Lungenentzündung? Bei welchen Symptomen sofort zum Arzt?

Die Lungenentzündung ist gerade im Anfangsstadium kaum zu erkennen und wird häufig mit einer Bronchitis verwechselt. Gerade für ältere Menschen, aber auch für Kleinkinder kann die fehlende Früherkennung schwere Folgen nach sich ziehen.

Auch Raucher sollten besonders auf die Symptome achten und lieber zum Arzt gehen, vermuten sie eine infektiöse Entzündung der Lungen. Für den Betroffenen ist die Pneumonie häufig einfacher zu erkennen, als für Menschen, die zwar Symptome erkennen, nicht aber das Gefühl der erkrankten Person verspüren.

Unterschiedliche Symtome

Wenn ein starker trockener, oder auch schleimiger Husten akut wird und mit plötzlich hohem Fieber einhergeht, sollen Betroffene einen Arzt aufsuchen. Hier kann es sich um eine gefährliche Lungenentzündung handeln, welche bei schneller Diagnose und sofortiger Behandlung mit Antibiotika meist komplikationslos geheilt werden kann.

Merkmale der Pneumonie sind unter anderem:

  • plötzlich hohes Fieber und schlechtes Allgemeinbefinden
  • Atemnot, flache oder schnelle Atmung
  • hoher Puls
  • Sauerstoffmangel
  • eitriger Husten
  • Schmerzen im Brustkorb.

Aber auch anhaltende und schleichende grippale Beschwerden können auf eine Lungenentzündung hinweisen. Sollte die vermeintliche Grippe nicht den bekannten Verlauf nehmen und länger andauern, ist ein Besuch beim Arzt dringend angeraten. Der Allgemeinmediziner kann eine Lungenentzündung erkennen und je nach Allgemeinbefinden des Patienten beurteilen, ob ein stationärer Aufenthalt im Krankenhaus notwendig ist, oder aber eine medikamentöse Behandlung zuhause mit Bettruhe erfolgen kann.
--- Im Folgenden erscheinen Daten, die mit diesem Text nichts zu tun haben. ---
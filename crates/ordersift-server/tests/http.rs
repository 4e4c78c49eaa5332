use std::sync::Arc;

use axum::body::Body;
use axum::http::{Request, StatusCode};
use http_body_util::BodyExt;
use tower::util::ServiceExt;

use async_trait::async_trait;
use ordersift::catalog::{CatalogClient, CatalogItem};
use ordersift::error::{CatalogError, ExtractError, MailboxError};
use ordersift::mailbox::MailMessage;
use ordersift::{
    GenerativeClient, JobManager, JobRunner, JobType, MailboxClient, PipelineConfig,
};
use ordersift_server::{build_router, AppState};

struct EmptyMailbox;

#[async_trait]
impl MailboxClient for EmptyMailbox {
    async fn list_message_ids(&self, _query: &str, _max: usize) -> Result<Vec<String>, MailboxError> {
        Ok(Vec::new())
    }

    async fn get_message(&self, id: &str) -> Result<MailMessage, MailboxError> {
        Err(MailboxError::MessageNotFound(id.to_string()))
    }

    async fn get_attachment(
        &self,
        _message_id: &str,
        attachment_id: &str,
    ) -> Result<Vec<u8>, MailboxError> {
        Err(MailboxError::MessageNotFound(attachment_id.to_string()))
    }
}

struct NullGenerative;

#[async_trait]
impl GenerativeClient for NullGenerative {
    async fn generate(&self, _prompt: &str) -> Result<String, ExtractError> {
        Err(ExtractError::Transport("unused".to_string()))
    }
}

struct NullCatalog;

#[async_trait]
impl CatalogClient for NullCatalog {
    async fn lookup_items(&self, _asins: &[String]) -> Result<Vec<CatalogItem>, CatalogError> {
        Ok(Vec::new())
    }
}

fn test_state() -> Arc<AppState> {
    Arc::new(AppState {
        runner: Arc::new(JobRunner::new(
            Arc::new(JobManager::new()),
            Arc::new(EmptyMailbox),
            Arc::new(NullGenerative),
            Arc::new(NullCatalog),
            PipelineConfig::default(),
        )),
    })
}

async fn body_json(response: axum::response::Response) -> serde_json::Value {
    let bytes = response.into_body().collect().await.unwrap().to_bytes();
    serde_json::from_slice(&bytes).unwrap()
}

#[tokio::test]
async fn healthz_is_ok() {
    let router = build_router(test_state());
    let response = router
        .oneshot(Request::get("/healthz").body(Body::empty()).unwrap())
        .await
        .unwrap();
    assert_eq!(response.status(), StatusCode::OK);
    assert_eq!(body_json(response).await["status"], "ok");
}

#[tokio::test]
async fn start_job_returns_accepted_with_id() {
    let router = build_router(test_state());
    let response = router
        .oneshot(
            Request::post("/jobs/start")
                .header("x-user-id", "user-1")
                .body(Body::empty())
                .unwrap(),
        )
        .await
        .unwrap();
    assert_eq!(response.status(), StatusCode::ACCEPTED);
    let body = body_json(response).await;
    assert!(body["jobId"].as_str().unwrap().len() > 10);
}

#[tokio::test]
async fn start_job_without_user_is_rejected() {
    let router = build_router(test_state());
    let response = router
        .oneshot(Request::post("/jobs/start").body(Body::empty()).unwrap())
        .await
        .unwrap();
    assert_eq!(response.status(), StatusCode::BAD_REQUEST);
}

#[tokio::test]
async fn status_reports_created_job() {
    let state = test_state();
    let job = state.runner.manager().create_job("user-1", JobType::Suppliers);

    let router = build_router(state);
    let response = router
        .oneshot(
            Request::get(format!("/jobs/status?jobId={}", job.id))
                .header("x-user-id", "user-1")
                .body(Body::empty())
                .unwrap(),
        )
        .await
        .unwrap();
    assert_eq!(response.status(), StatusCode::OK);
    let body = body_json(response).await;
    assert_eq!(body["hasJob"], true);
    assert_eq!(body["jobId"], job.id.as_str());
    assert_eq!(body["status"], "pending");
}

#[tokio::test]
async fn status_of_unknown_job_reports_absence() {
    let router = build_router(test_state());
    let response = router
        .oneshot(
            Request::get("/jobs/status?jobId=gone")
                .header("x-user-id", "user-1")
                .body(Body::empty())
                .unwrap(),
        )
        .await
        .unwrap();
    assert_eq!(response.status(), StatusCode::OK);
    let body = body_json(response).await;
    assert_eq!(body["hasJob"], false);
    assert!(body.get("jobId").is_none());
}

#[tokio::test]
async fn start_body_can_select_amazon_pipeline() {
    let state = test_state();
    let router = build_router(state.clone());
    let response = router
        .oneshot(
            Request::post("/jobs/start")
                .header("x-user-id", "user-1")
                .header("content-type", "application/json")
                .body(Body::from(r#"{"jobType":"amazon"}"#))
                .unwrap(),
        )
        .await
        .unwrap();
    assert_eq!(response.status(), StatusCode::ACCEPTED);
    let body = body_json(response).await;
    let job = state
        .runner
        .manager()
        .get_job(body["jobId"].as_str().unwrap())
        .unwrap();
    assert_eq!(job.job_type, JobType::Amazon);
}

#[tokio::test]
async fn job_of_another_user_is_forbidden() {
    let state = test_state();
    let job = state.runner.manager().create_job("user-1", JobType::Suppliers);

    let router = build_router(state);
    let response = router
        .oneshot(
            Request::get(format!("/jobs/{}", job.id))
                .header("x-user-id", "user-2")
                .body(Body::empty())
                .unwrap(),
        )
        .await
        .unwrap();
    assert_eq!(response.status(), StatusCode::FORBIDDEN);
}

#[tokio::test]
async fn unknown_job_is_not_found() {
    let router = build_router(test_state());
    let response = router
        .oneshot(
            Request::get("/jobs/does-not-exist")
                .header("x-user-id", "user-1")
                .body(Body::empty())
                .unwrap(),
        )
        .await
        .unwrap();
    assert_eq!(response.status(), StatusCode::NOT_FOUND);
}
//! In-memory job store shared between the runner and the HTTP surface.

use std::collections::HashMap;
use std::sync::{RwLock, RwLockReadGuard, RwLockWriteGuard};

use chrono::{Duration, Utc};

use super::{Job, JobLogEntry, JobStatus, JobType, ProgressUpdate, MAX_JOB_LOGS};
use crate::error::JobError;
use crate::order::ConsolidatedOrder;

#[derive(Default)]
pub struct JobManager {
    jobs: RwLock<HashMap<String, Job>>,
}

impl JobManager {
    pub fn new() -> Self {
        Self::default()
    }

    fn read(&self) -> RwLockReadGuard<'_, HashMap<String, Job>> {
        match self.jobs.read() {
            Ok(guard) => guard,
            Err(poisoned) => {
                log::warn!("Job store lock poisoned, recovering");
                poisoned.into_inner()
            }
        }
    }

    fn write(&self) -> RwLockWriteGuard<'_, HashMap<String, Job>> {
        match self.jobs.write() {
            Ok(guard) => guard,
            Err(poisoned) => {
                log::warn!("Job store lock poisoned, recovering");
                poisoned.into_inner()
            }
        }
    }

    /// Creates a new job. A non-terminal job of the same type for the same
    /// user is superseded: marked failed so only the new job keeps running.
    pub fn create_job(&self, user_id: &str, job_type: JobType) -> Job {
        let job = Job::new(user_id, job_type);
        let mut jobs = self.write();

        let superseded: Vec<String> = jobs
            .values()
            .filter(|j| {
                j.user_id == user_id && j.job_type == job_type && !j.status.is_terminal()
            })
            .map(|j| j.id.clone())
            .collect();
        for id in superseded {
            if let Some(old) = jobs.get_mut(&id) {
                old.status = JobStatus::Failed;
                old.error = Some(format!("Superseded by job {}", job.id));
                old.updated_at = Utc::now();
                log::info!("Job {} superseded by {}", id, job.id);
            }
        }

        jobs.insert(job.id.clone(), job.clone());
        job
    }

    /// Terminal states are final: a superseded job's still-running task
    /// cannot resurrect it.
    pub fn set_status(&self, job_id: &str, status: JobStatus) {
        let mut jobs = self.write();
        if let Some(job) = jobs.get_mut(job_id) {
            if job.status.is_terminal() {
                return;
            }
            job.status = status;
            job.updated_at = Utc::now();
        }
    }

    pub fn fail_job(&self, job_id: &str, error: impl Into<String>) {
        let mut jobs = self.write();
        if let Some(job) = jobs.get_mut(job_id) {
            if job.status.is_terminal() {
                return;
            }
            job.status = JobStatus::Failed;
            job.error = Some(error.into());
            job.updated_at = Utc::now();
        }
    }

    /// Merges the update into the stored progress; `None` fields keep their
    /// current value.
    pub fn update_progress(&self, job_id: &str, update: ProgressUpdate) {
        let mut jobs = self.write();
        if let Some(job) = jobs.get_mut(job_id) {
            if let Some(total) = update.total {
                job.progress.total = total;
            }
            if let Some(processed) = update.processed {
                job.progress.processed = processed;
            }
            if let Some(success) = update.success {
                job.progress.success = success;
            }
            if let Some(failed) = update.failed {
                job.progress.failed = failed;
            }
            if let Some(task) = update.current_task {
                job.progress.current_task = Some(task);
            }
            job.updated_at = Utc::now();
        }
    }

    pub fn set_current_email(&self, job_id: &str, subject: Option<String>) {
        let mut jobs = self.write();
        if let Some(job) = jobs.get_mut(job_id) {
            job.current_email = subject;
            job.updated_at = Utc::now();
        }
    }

    pub fn add_log(&self, job_id: &str, message: impl Into<String>) {
        let mut jobs = self.write();
        if let Some(job) = jobs.get_mut(job_id) {
            job.logs.push(JobLogEntry {
                at: Utc::now(),
                message: message.into(),
            });
            if job.logs.len() > MAX_JOB_LOGS {
                let excess = job.logs.len() - MAX_JOB_LOGS;
                job.logs.drain(..excess);
            }
            job.updated_at = Utc::now();
        }
    }

    pub fn add_orders(&self, job_id: &str, orders: Vec<ConsolidatedOrder>) {
        let mut jobs = self.write();
        if let Some(job) = jobs.get_mut(job_id) {
            if job.status.is_terminal() {
                return;
            }
            job.orders.extend(orders);
            job.updated_at = Utc::now();
        }
    }

    /// Snapshot of a job with logs most-recent-first.
    pub fn get_job(&self, job_id: &str) -> Result<Job, JobError> {
        let jobs = self.read();
        let mut job = jobs
            .get(job_id)
            .cloned()
            .ok_or_else(|| JobError::NotFound(job_id.to_string()))?;
        job.logs.reverse();
        Ok(job)
    }

    /// The user's most recently created job, logs most-recent-first.
    pub fn latest_job_for_user(&self, user_id: &str) -> Option<Job> {
        let jobs = self.read();
        let mut job = jobs
            .values()
            .filter(|j| j.user_id == user_id)
            .max_by_key(|j| j.created_at)
            .cloned()?;
        job.logs.reverse();
        Some(job)
    }

    /// Ownership-checked snapshot.
    pub fn get_job_for_user(&self, job_id: &str, user_id: &str) -> Result<Job, JobError> {
        let job = self.get_job(job_id)?;
        if job.user_id != user_id {
            return Err(JobError::NotOwned {
                job_id: job_id.to_string(),
                user_id: user_id.to_string(),
            });
        }
        Ok(job)
    }

    /// Drops terminal jobs untouched for longer than `max_age_hours`, then
    /// keeps at most `max_jobs` terminal jobs (oldest dropped first).
    /// Running jobs are never pruned.
    pub fn prune(&self, max_age_hours: i64, max_jobs: usize) -> usize {
        let cutoff = Utc::now() - Duration::hours(max_age_hours);
        let mut jobs = self.write();
        let before = jobs.len();
        jobs.retain(|_, job| !job.status.is_terminal() || job.updated_at > cutoff);

        let mut terminal: Vec<(String, chrono::DateTime<Utc>)> = jobs
            .values()
            .filter(|j| j.status.is_terminal())
            .map(|j| (j.id.clone(), j.updated_at))
            .collect();
        if terminal.len() > max_jobs {
            terminal.sort_by_key(|(_, at)| *at);
            for (id, _) in &terminal[..terminal.len() - max_jobs] {
                jobs.remove(id);
            }
        }
        before - jobs.len()
    }
}

#[cfg(test)]
mod tests {
    use super::*;

    #[test]
    fn test_create_and_get() {
        let manager = JobManager::new();
        let job = manager.create_job("user-1", JobType::Suppliers);
        let fetched = manager.get_job(&job.id).unwrap();
        assert_eq!(fetched.status, JobStatus::Pending);
        assert_eq!(fetched.user_id, "user-1");
    }

    #[test]
    fn test_get_missing_job() {
        let manager = JobManager::new();
        assert!(matches!(
            manager.get_job("nope"),
            Err(JobError::NotFound(_))
        ));
    }

    #[test]
    fn test_ownership_check() {
        let manager = JobManager::new();
        let job = manager.create_job("user-1", JobType::Suppliers);
        assert!(manager.get_job_for_user(&job.id, "user-1").is_ok());
        assert!(matches!(
            manager.get_job_for_user(&job.id, "user-2"),
            Err(JobError::NotOwned { .. })
        ));
    }

    #[test]
    fn test_latest_job_for_user() {
        let manager = JobManager::new();
        assert!(manager.latest_job_for_user("user-1").is_none());

        let first = manager.create_job("user-1", JobType::Suppliers);
        manager.set_status(&first.id, JobStatus::Completed);
        let second = manager.create_job("user-1", JobType::Amazon);
        manager.create_job("user-2", JobType::Suppliers);

        let latest = manager.latest_job_for_user("user-1").unwrap();
        assert_eq!(latest.id, second.id);
        assert_eq!(latest.user_id, "user-1");
    }

    #[test]
    fn test_new_job_supersedes_running_one() {
        let manager = JobManager::new();
        let first = manager.create_job("user-1", JobType::Suppliers);
        manager.set_status(&first.id, JobStatus::Running);

        let second = manager.create_job("user-1", JobType::Suppliers);
        let old = manager.get_job(&first.id).unwrap();
        assert_eq!(old.status, JobStatus::Failed);
        assert!(old.error.unwrap().contains(&second.id));
        assert_eq!(
            manager.get_job(&second.id).unwrap().status,
            JobStatus::Pending
        );
    }

    #[test]
    fn test_different_type_not_superseded() {
        let manager = JobManager::new();
        let suppliers = manager.create_job("user-1", JobType::Suppliers);
        manager.create_job("user-1", JobType::Amazon);
        assert_eq!(
            manager.get_job(&suppliers.id).unwrap().status,
            JobStatus::Pending
        );
    }

    #[test]
    fn test_completed_job_not_superseded() {
        let manager = JobManager::new();
        let first = manager.create_job("user-1", JobType::Suppliers);
        manager.set_status(&first.id, JobStatus::Completed);
        manager.create_job("user-1", JobType::Suppliers);
        let old = manager.get_job(&first.id).unwrap();
        assert_eq!(old.status, JobStatus::Completed);
        assert!(old.error.is_none());
    }

    #[test]
    fn test_superseded_job_stays_failed() {
        let manager = JobManager::new();
        let first = manager.create_job("user-1", JobType::Suppliers);
        manager.set_status(&first.id, JobStatus::Running);
        manager.create_job("user-1", JobType::Suppliers);

        // The superseded job's still-running task reports completion late
        manager.add_orders(&first.id, Vec::new());
        manager.set_status(&first.id, JobStatus::Completed);

        let old = manager.get_job(&first.id).unwrap();
        assert_eq!(old.status, JobStatus::Failed);
    }

    #[test]
    fn test_progress_shallow_merge() {
        let manager = JobManager::new();
        let job = manager.create_job("user-1", JobType::Suppliers);
        manager.update_progress(
            &job.id,
            ProgressUpdate {
                total: Some(10),
                current_task: Some("Listing".to_string()),
                ..Default::default()
            },
        );
        manager.update_progress(
            &job.id,
            ProgressUpdate {
                processed: Some(4),
                ..Default::default()
            },
        );
        let progress = manager.get_job(&job.id).unwrap().progress;
        assert_eq!(progress.total, 10);
        assert_eq!(progress.processed, 4);
        assert_eq!(progress.current_task.as_deref(), Some("Listing"));
    }

    #[test]
    fn test_logs_bounded_and_newest_first() {
        let manager = JobManager::new();
        let job = manager.create_job("user-1", JobType::Suppliers);
        for i in 0..(MAX_JOB_LOGS + 10) {
            manager.add_log(&job.id, format!("line {i}"));
        }
        let logs = manager.get_job(&job.id).unwrap().logs;
        assert_eq!(logs.len(), MAX_JOB_LOGS);
        assert_eq!(logs[0].message, format!("line {}", MAX_JOB_LOGS + 9));
    }

    #[test]
    fn test_prune_keeps_active_jobs() {
        let manager = JobManager::new();
        let active = manager.create_job("user-1", JobType::Suppliers);
        manager.set_status(&active.id, JobStatus::Running);
        let done = manager.create_job("user-2", JobType::Suppliers);
        manager.set_status(&done.id, JobStatus::Completed);

        // Nothing is older than the cutoff yet
        assert_eq!(manager.prune(1, 100), 0);
        // A zero-hour cutoff drops the terminal job only
        assert_eq!(manager.prune(0, 100), 1);
        assert!(manager.get_job(&active.id).is_ok());
        assert!(manager.get_job(&done.id).is_err());
    }

    #[test]
    fn test_prune_caps_retained_terminal_jobs() {
        let manager = JobManager::new();
        let ids: Vec<String> = (0..5)
            .map(|i| {
                let job = manager.create_job(&format!("user-{i}"), JobType::Suppliers);
                manager.set_status(&job.id, JobStatus::Completed);
                job.id
            })
            .collect();

        assert_eq!(manager.prune(24, 2), 3);
        // The two most recently updated survive
        assert!(manager.get_job(&ids[3]).is_ok());
        assert!(manager.get_job(&ids[4]).is_ok());
    }
}
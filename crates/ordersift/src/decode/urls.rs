//! Candidate product/image URL mining and matching.

use std::sync::LazyLock;

use regex::Regex;

static RAW_URLS: LazyLock<Regex> =
    LazyLock::new(|| Regex::new(r#"https?://[^\s"'<>\)\]]+"#).unwrap());
static HREF_ATTRS: LazyLock<Regex> =
    LazyLock::new(|| Regex::new(r#"(?i)href\s*=\s*["']([^"']+)["']"#).unwrap());
static SRC_ATTRS: LazyLock<Regex> =
    LazyLock::new(|| Regex::new(r#"(?i)src\s*=\s*["']([^"']+)["']"#).unwrap());
static OG_IMAGE: LazyLock<Regex> = LazyLock::new(|| {
    Regex::new(r#"(?i)property\s*=\s*["']og:image["'][^>]*content\s*=\s*["']([^"']+)["']"#).unwrap()
});
static IMAGE_EXT: LazyLock<Regex> =
    LazyLock::new(|| Regex::new(r"(?i)\.(png|jpe?g|gif|webp)(\?|$)").unwrap());

/// Query parameters that only exist for tracking.
const TRACKING_PARAMS: &[&str] = &["gclid", "fbclid", "mc_eid", "mc_cid", "igshid", "ref", "ref_"];

/// URL substrings that mark a link as junk for product matching.
const JUNK_MARKERS: &[&str] = &[
    "unsubscribe",
    "email-preferences",
    "login",
    "signin",
    "sign-in",
    "password",
    "privacy",
    "terms",
    "facebook.com",
    "twitter.com",
    "x.com/",
    "instagram.com",
    "youtube.com",
    "doubleclick.net",
    "google-analytics.com",
    "googleadservices",
    "list-manage.com",
    "mailchi.mp",
    "sendgrid.net",
    "click.e.",
    "links.e.",
];

/// Mines candidate product URLs from raw text and anchor hrefs.
pub fn mine_product_urls(text: &str, html: &str) -> Vec<String> {
    let mut candidates = Vec::new();
    for m in RAW_URLS.find_iter(text) {
        candidates.push(m.as_str().to_string());
    }
    for cap in HREF_ATTRS.captures_iter(html) {
        candidates.push(cap[1].to_string());
    }
    clean_candidates(candidates, false)
}

/// Mines candidate image URLs from `src` attributes, `og:image` tags, and
/// image-suffixed raw URLs.
pub fn mine_image_urls(text: &str, html: &str) -> Vec<String> {
    let mut candidates = Vec::new();
    for cap in SRC_ATTRS.captures_iter(html) {
        candidates.push(cap[1].to_string());
    }
    for cap in OG_IMAGE.captures_iter(html) {
        candidates.push(cap[1].to_string());
    }
    for m in RAW_URLS.find_iter(text) {
        if IMAGE_EXT.is_match(m.as_str()) {
            candidates.push(m.as_str().to_string());
        }
    }
    clean_candidates(candidates, true)
}

fn clean_candidates(candidates: Vec<String>, images: bool) -> Vec<String> {
    let mut seen = std::collections::HashSet::new();
    let mut out = Vec::new();
    for raw in candidates {
        if !raw.starts_with("http") {
            continue;
        }
        let url = strip_tracking_params(raw.trim_end_matches(['.', ',', ';']));
        let lower = url.to_lowercase();
        if JUNK_MARKERS.iter().any(|junk| lower.contains(junk)) {
            continue;
        }
        // Tiny tracking pixels are never product images
        if images && (lower.contains("pixel") || lower.contains("beacon") || lower.contains("spacer"))
        {
            continue;
        }
        if seen.insert(lower) {
            out.push(url);
        }
    }
    out
}

/// Drops `utm_*` and other pure-tracking query parameters; removes the `?`
/// entirely when nothing survives.
pub fn strip_tracking_params(url: &str) -> String {
    let Some((base, query)) = url.split_once('?') else {
        return url.to_string();
    };
    let kept: Vec<&str> = query
        .split('&')
        .filter(|param| {
            let key = param.split('=').next().unwrap_or("").to_lowercase();
            !key.starts_with("utm_") && !TRACKING_PARAMS.contains(&key.as_str())
        })
        .collect();
    if kept.is_empty() {
        base.to_string()
    } else {
        format!("{}?{}", base, kept.join("&"))
    }
}

/// Picks the best candidate URL for an item.
///
/// Preference order: same vendor domain, then SKU substring, then a salient
/// token (≥ 4 chars) from the item name, then any non-root path, else the
/// first candidate.
pub fn pick_best_url(
    candidates: &[String],
    item_name: &str,
    sku: Option<&str>,
    vendor_domain: Option<&str>,
) -> Option<String> {
    if candidates.is_empty() {
        return None;
    }

    if let Some(domain) = vendor_domain {
        let domain = domain.to_lowercase();
        if let Some(url) = candidates
            .iter()
            .find(|u| url_domain(u).is_some_and(|d| d.ends_with(&domain)))
        {
            return Some(url.clone());
        }
    }

    if let Some(sku) = sku {
        let sku_lower = sku.to_lowercase();
        if !sku_lower.is_empty() {
            if let Some(url) = candidates
                .iter()
                .find(|u| u.to_lowercase().contains(&sku_lower))
            {
                return Some(url.clone());
            }
        }
    }

    let tokens: Vec<String> = item_name
        .split_whitespace()
        .filter(|t| t.len() >= 4)
        .map(|t| t.to_lowercase())
        .collect();
    if let Some(url) = candidates.iter().find(|u| {
        let lower = u.to_lowercase();
        tokens.iter().any(|t| lower.contains(t.as_str()))
    }) {
        return Some(url.clone());
    }

    if let Some(url) = candidates.iter().find(|u| has_non_root_path(u)) {
        return Some(url.clone());
    }

    candidates.first().cloned()
}

fn url_domain(url: &str) -> Option<String> {
    let rest = url.strip_prefix("https://").or_else(|| url.strip_prefix("http://"))?;
    let host = rest.split(['/', '?', '#']).next()?;
    Some(host.to_lowercase())
}

fn has_non_root_path(url: &str) -> bool {
    let Some(rest) = url
        .strip_prefix("https://")
        .or_else(|| url.strip_prefix("http://"))
    else {
        return false;
    };
    match rest.split_once('/') {
        Some((_, path)) => !path.trim_matches('/').is_empty(),
        None => false,
    }
}
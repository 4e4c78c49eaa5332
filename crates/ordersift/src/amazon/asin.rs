//! ASIN mining from Amazon confirmation emails.

use std::sync::LazyLock;

use regex::Regex;

/// ASIN embedded in a product URL path.
static URL_ASIN: LazyLock<Regex> = LazyLock::new(|| {
    Regex::new(r"(?:/dp/|/gp/product/|/gp/aw/d/)(?P<asin>[A-Z0-9]{10})(?:[/?#]|\b)").unwrap()
});

/// Bare ASIN in text. Amazon's modern ASINs start with B0, which keeps
/// this from matching arbitrary upper-case tokens.
static BARE_ASIN: LazyLock<Regex> =
    LazyLock::new(|| Regex::new(r"\b(?P<asin>B0[A-Z0-9]{8})\b").unwrap());

static QTY: LazyLock<Regex> =
    LazyLock::new(|| Regex::new(r"(?i)\b(?:qty|quantity)\s*:?\s*(?P<qty>\d{1,4})\b").unwrap());

/// Collects unique ASINs from an email's text and HTML, URL-embedded ones
/// first, in first-seen order.
pub fn mine_asins(text: &str, html: &str) -> Vec<String> {
    let mut asins: Vec<String> = Vec::new();

    for source in [html, text] {
        for caps in URL_ASIN.captures_iter(source) {
            push_unique(&mut asins, &caps["asin"]);
        }
    }
    for source in [text, html] {
        for caps in BARE_ASIN.captures_iter(source) {
            push_unique(&mut asins, &caps["asin"]);
        }
    }

    asins
}

/// Pairs quantities with ASINs positionally. Quantity markers only line up
/// with products when the email lists exactly one marker per product;
/// anything else defaults every ASIN to quantity 1.
pub fn asin_quantities(asins: &[String], text: &str) -> Vec<(String, u32)> {
    let quantities: Vec<u32> = QTY
        .captures_iter(text)
        .filter_map(|caps| caps["qty"].parse().ok())
        .collect();

    if quantities.len() == asins.len() {
        asins
            .iter()
            .cloned()
            .zip(quantities.into_iter().map(|q| q.max(1)))
            .collect()
    } else {
        asins.iter().map(|a| (a.clone(), 1)).collect()
    }
}

fn push_unique(asins: &mut Vec<String>, asin: &str) {
    if !asins.iter().any(|a| a == asin) {
        asins.push(asin.to_string());
    }
}

#[cfg(test)]
mod tests {
    use super::*;

    #[test]
    fn test_mine_asins_from_url_shapes() {
        let html = r#"
            <a href="https://www.amazon.com/dp/B0ABCDEFGH?ref=order">item one</a>
            <a href="https://www.amazon.com/gp/product/B0IJKLMNOP/ref=xyz">item two</a>
            <a href="https://www.amazon.com/gp/aw/d/B0QRSTUVWX">item three</a>
        "#;
        let asins = mine_asins("", html);
        assert_eq!(asins, vec!["B0ABCDEFGH", "B0IJKLMNOP", "B0QRSTUVWX"]);
    }

    #[test]
    fn test_mine_asins_bare_and_dedup() {
        let text = "Your item B0ABCDEFGH has shipped. Tracking for B0ABCDEFGH included.";
        let html = r#"<a href="/dp/B0ABCDEFGH">view</a>"#;
        let asins = mine_asins(text, html);
        assert_eq!(asins, vec!["B0ABCDEFGH"]);
    }

    #[test]
    fn test_mine_asins_ignores_short_tokens() {
        let asins = mine_asins("ORDER12345 CONFIRMED", "");
        assert!(asins.is_empty());
    }

    #[test]
    fn test_quantities_positional_when_counts_match() {
        let asins = vec!["B0ABCDEFGH".to_string(), "B0IJKLMNOP".to_string()];
        let text = "Item one Qty: 3\nItem two Quantity: 2";
        let paired = asin_quantities(&asins, text);
        assert_eq!(paired, vec![
            ("B0ABCDEFGH".to_string(), 3),
            ("B0IJKLMNOP".to_string(), 2),
        ]);
    }

    #[test]
    fn test_quantities_default_to_one_on_mismatch() {
        let asins = vec!["B0ABCDEFGH".to_string(), "B0IJKLMNOP".to_string()];
        let text = "Qty: 5";
        let paired = asin_quantities(&asins, text);
        assert!(paired.iter().all(|(_, q)| *q == 1));
    }
}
Die Diagnostik und Behandlung bei Pneumonie

Klagen Patienten über atemabhängige Schmerzen im Brustkorb, bekommen schlecht Luft und fühlen sich fiebrig, sind das nicht selten Anzeichen einer ernstzunehmenden Pneumonie. Da sich eine Lungenentzündung durch sichtbare Schatten auf der Lunge äußert, ist im Zweifelsfall eine Röntgenaufnahme angeraten, die dem Mediziner Klarheit bringt und so die richtige Behandlung begünstigen kann. Nicht immer wird das erste Antibiotika umfassend wirken. Vor allem bei verschleppten oder sehr spät erkannten Pneumonien ist es häufig notwendig, eine langwierige Therapie mit starken Antibiotika anzuwenden und einen stationären Aufenthalt zu bevorzugen. Dies wird vor allem bei kleinen Kindern, aber auch bei schwachen und älteren Menschen bevorzugt. Beim stationären Aufenthalt werden neben den Antibiotika, auch Elektrolyte verabreicht. Da der Appetit während einer Lungenentzündung abnimmt, ist diese zusätzliche Ernährung über intravenös verabreichte Elektrolyte häufig als begleitende Behandlung zur eigentlichen Medikation. Lungenentzündungen können mit verschiedenen Komplikationen, wie beispielsweise der Atemschwäche oder einem Mangel an Sauerstoff im Blut einhergehen.

Sobald der Husten schmerzhaft wird oder von eitrigem Auswurf begleitet ist, die Atmung beeinträchtigt wird und Fieber auftritt, ist der Besuch beim Arzt zur Abklärung einer Pneumonie dringend angeraten.